Tunisians are ready for a new revolution

A few days before the seventh anniversary of the Jasmine Revolution, street protests are again roiling Tunisia, with one dead, barricades of burning tires, looting, and widespread clashes between demonstrators and police in at least a dozen cities. They tell the story of a country where little has changed since the fall of the Ben Ali regime, at least on the societal level.

The usual demands for jobs and social justice are now joined by an outrage over the price hikes coming in the wake of the last budget bill, which have hit gasoline, phones and internet prices, among other “necessities.” Also fueling the exasperation against the Youssef Chahed government is the fact that, after the jihadist attacks of 2015, not only has revenue from tourism collapsed but fundamental rights were also curtailed, including the right to protest, as there has been a continuous state of emergency in Tunisia since the attacks.

The way that the protests in recent days have spread—from the capital to Gafsa, through Thala, Feriana, Sbeitla, Kasserine and other urban centers of the Kasserine Governorate, areas that are always hotbeds of ​​social discontent—is thus taking on an even greater importance. There was also a march in Sidi Bouzid, the place where the 2011 uprising broke out which ended up sweeping away Ben Ali and opened the floodgates for the Arab Spring. This time, dozens of injured were recorded, as well as dozens of arrests.

In Sousse, Bizerte and Tunis, the police arrested several members of the #FechNestanou collective (“What are we waiting for?” in Arabic), which are fueling the protests with flyers, social media campaigns and wall tags. Tuesday, the group brought out hundreds of people in front of the Tunis Municipal Theater, and they announced a national event for the next few days, in which the Menich Msamah movement (“I will not forgive”) will also participate. They’re fighting against the law which facilitates the return of assets that were hidden abroad after 2011.

The leader of the “radical” left and the Popular Front, Hamma Hammami, has also been active. He proposed holding a demonstration on Jan. 14, the anniversary of the “Jasmine Revolution,” against “measures that would destroy the citizen’s purchasing power.” Speaking about the anarchy into which some protests have degenerated, Hammami called on everyone not to generalize: “We will block anyone who wants to discredit this social movement,” he said.

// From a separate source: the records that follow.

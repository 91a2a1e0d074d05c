//! Core data models for skydash
//!
//! This module contains the value types shared by the API clients, the
//! forecast engine and the dashboard: locations, current conditions,
//! forecast samples, daily summaries and air quality readings.

pub mod air_quality;
pub mod condition;
pub mod weather;

pub use air_quality::{AirQualityClient, AirQualityError};
pub use condition::{condition_icon, Background, ConditionFamily};
pub use weather::{WeatherClient, WeatherError};

use std::collections::BTreeMap;

use chrono::{DateTime, FixedOffset, NaiveDate, Offset, Utc};
use serde::{Deserialize, Serialize};

/// A named place with coordinates
#[derive(Debug, Clone, PartialEq, Serialize, Deserialize)]
pub struct Location {
    /// Display name (city)
    pub name: String,
    /// Latitude coordinate
    pub latitude: f64,
    /// Longitude coordinate
    pub longitude: f64,
}

impl Location {
    pub fn new(name: impl Into<String>, latitude: f64, longitude: f64) -> Self {
        Self {
            name: name.into(),
            latitude,
            longitude,
        }
    }
}

/// Observed weather at a location
#[derive(Debug, Clone, PartialEq, Serialize, Deserialize)]
pub struct CurrentConditions {
    /// Observation time (Unix seconds, UTC)
    pub observed_at: i64,
    /// Temperature in Celsius
    pub temperature: f64,
    /// Feels-like temperature in Celsius
    pub feels_like: f64,
    /// Lowest temperature currently observed in the area
    pub temperature_min: f64,
    /// Highest temperature currently observed in the area
    pub temperature_max: f64,
    /// Relative humidity percentage (0-100)
    pub humidity: u8,
    /// Sea-level pressure in hPa
    pub pressure: u32,
    /// Visibility in meters, if reported
    pub visibility: Option<u32>,
    /// Wind speed in m/s
    pub wind_speed: f64,
    /// Meteorological wind direction in degrees
    pub wind_degrees: f64,
    /// OpenWeatherMap condition code
    pub weather_code: u16,
    /// Human-readable condition, lowercase as delivered
    pub description: String,
    /// OpenWeatherMap icon id, e.g. "03d"
    pub icon: String,
    /// Sunrise (Unix seconds, UTC)
    pub sunrise: i64,
    /// Sunset (Unix seconds, UTC)
    pub sunset: i64,
    /// Shift from UTC in seconds for the location
    pub timezone_offset: i32,
}

impl CurrentConditions {
    /// Whether the provider flagged this observation as night-time
    pub fn is_night(&self) -> bool {
        self.icon.ends_with('n')
    }

    /// The location's fixed UTC offset, falling back to UTC when out of range
    pub fn timezone(&self) -> FixedOffset {
        timezone_from_offset(self.timezone_offset)
    }
}

/// Converts a UTC offset in seconds into a `FixedOffset`
pub fn timezone_from_offset(offset_seconds: i32) -> FixedOffset {
    FixedOffset::east_opt(offset_seconds).unwrap_or(Utc.fix())
}

/// Converts Unix seconds into a datetime in the given offset
pub fn local_datetime(timestamp: i64, tz: FixedOffset) -> Option<DateTime<FixedOffset>> {
    DateTime::from_timestamp(timestamp, 0).map(|dt| dt.with_timezone(&tz))
}

/// One 3-hour forecast slot
#[derive(Debug, Clone, PartialEq, Serialize, Deserialize)]
pub struct ForecastSample {
    /// Start of the slot (Unix seconds, UTC)
    pub timestamp: i64,
    /// Temperature in Celsius
    pub temperature: f64,
    /// Feels-like temperature in Celsius
    pub feels_like: f64,
    /// OpenWeatherMap condition code
    pub weather_code: u16,
    /// Probability of precipitation in [0, 1], if delivered
    pub precipitation_probability: Option<f64>,
    /// Wind speed in m/s
    pub wind_speed: f64,
    /// Meteorological wind direction in degrees
    pub wind_degrees: f64,
    /// Whether the slot falls in the night part of the day
    #[serde(default)]
    pub is_night: bool,
}

/// Aggregated forecast for one UTC calendar day
#[derive(Debug, Clone, PartialEq, Serialize, Deserialize)]
pub struct DailySummary {
    /// Calendar day (UTC)
    pub date: NaiveDate,
    /// Timestamp of the first sample seen for this day
    pub representative_timestamp: i64,
    /// Lowest sample temperature
    pub temperature_min: f64,
    /// Highest sample temperature
    pub temperature_max: f64,
    /// Most frequent condition code, first-seen wins ties
    pub dominant_weather_code: u16,
    /// Mean probability of precipitation in [0, 1]
    pub mean_precipitation_probability: f64,
}

impl DailySummary {
    /// Day key in "YYYY-MM-DD" form
    pub fn date_key(&self) -> String {
        self.date.format("%Y-%m-%d").to_string()
    }
}

/// Pollutants tracked on the dashboard
#[derive(Debug, Clone, Copy, PartialEq, Eq, PartialOrd, Ord, Hash, Serialize, Deserialize)]
#[serde(rename_all = "lowercase")]
pub enum Pollutant {
    Pm25,
    Pm10,
    O3,
    No2,
}

impl Pollutant {
    /// All pollutants in display order
    pub const ALL: [Pollutant; 4] = [Pollutant::Pm25, Pollutant::Pm10, Pollutant::O3, Pollutant::No2];

    /// Short display label
    pub fn label(self) -> &'static str {
        match self {
            Pollutant::Pm25 => "PM2.5",
            Pollutant::Pm10 => "PM10",
            Pollutant::O3 => "O3",
            Pollutant::No2 => "NO2",
        }
    }
}

/// An air quality index with optional per-pollutant values
#[derive(Debug, Clone, PartialEq, Serialize, Deserialize)]
pub struct AirQualityReading {
    /// Overall AQI
    pub index: u32,
    /// Concentration per pollutant; missing keys were not reported
    pub pollutants: BTreeMap<Pollutant, f64>,
}

#[cfg(test)]
mod tests {
    use super::*;

    fn sample_conditions(icon: &str, offset: i32) -> CurrentConditions {
        CurrentConditions {
            observed_at: 1_721_052_000,
            temperature: 22.0,
            feels_like: 23.0,
            temperature_min: 20.0,
            temperature_max: 24.0,
            humidity: 65,
            pressure: 1015,
            visibility: Some(10_000),
            wind_speed: 4.5,
            wind_degrees: 220.0,
            weather_code: 802,
            description: "scattered clouds".to_string(),
            icon: icon.to_string(),
            sunrise: 1_721_016_000,
            sunset: 1_721_073_600,
            timezone_offset: offset,
        }
    }

    #[test]
    fn test_is_night_follows_icon_suffix() {
        assert!(!sample_conditions("03d", 0).is_night());
        assert!(sample_conditions("03n", 0).is_night());
    }

    #[test]
    fn test_timezone_uses_offset() {
        let conditions = sample_conditions("01d", 3600);
        assert_eq!(conditions.timezone().local_minus_utc(), 3600);
    }

    #[test]
    fn test_timezone_out_of_range_falls_back_to_utc() {
        assert_eq!(timezone_from_offset(200_000).local_minus_utc(), 0);
    }

    #[test]
    fn test_local_datetime_applies_offset() {
        use chrono::Timelike;

        // 2024-07-15T12:00:00Z
        let dt = local_datetime(1_721_044_800, timezone_from_offset(-7 * 3600)).unwrap();
        assert_eq!(dt.hour(), 5);
    }

    #[test]
    fn test_daily_summary_date_key() {
        let summary = DailySummary {
            date: NaiveDate::from_ymd_opt(2024, 7, 5).unwrap(),
            representative_timestamp: 0,
            temperature_min: 1.0,
            temperature_max: 2.0,
            dominant_weather_code: 800,
            mean_precipitation_probability: 0.0,
        };
        assert_eq!(summary.date_key(), "2024-07-05");
    }

    #[test]
    fn test_pollutant_labels() {
        let labels: Vec<&str> = Pollutant::ALL.iter().map(|p| p.label()).collect();
        assert_eq!(labels, vec!["PM2.5", "PM10", "O3", "NO2"]);
    }
}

The clashes, which in some cases are happening at night, have also featured assaults on shops and banks. This happened, for instance, in the municipality of Hay Ettadhamene, a suburb of Grand Tunis that was established informally in the ‘70s, and in Tebourba, where a 43-year-old man died due to tear gas inhalation, according to state security forces.

Beside the turmoil on the streets and the opposition parties which are raising their voices, the government is faced with having to manage a number of potentially explosive political issues. There are the criticisms coming from the main trade union confederation, the Union Générale Tunisienne du Travail (UGTT), which had supported Chahed until now. And a break has occurred between the two main parties of the governing majority: Nidaa Tounes and the Islamists of Ennahda.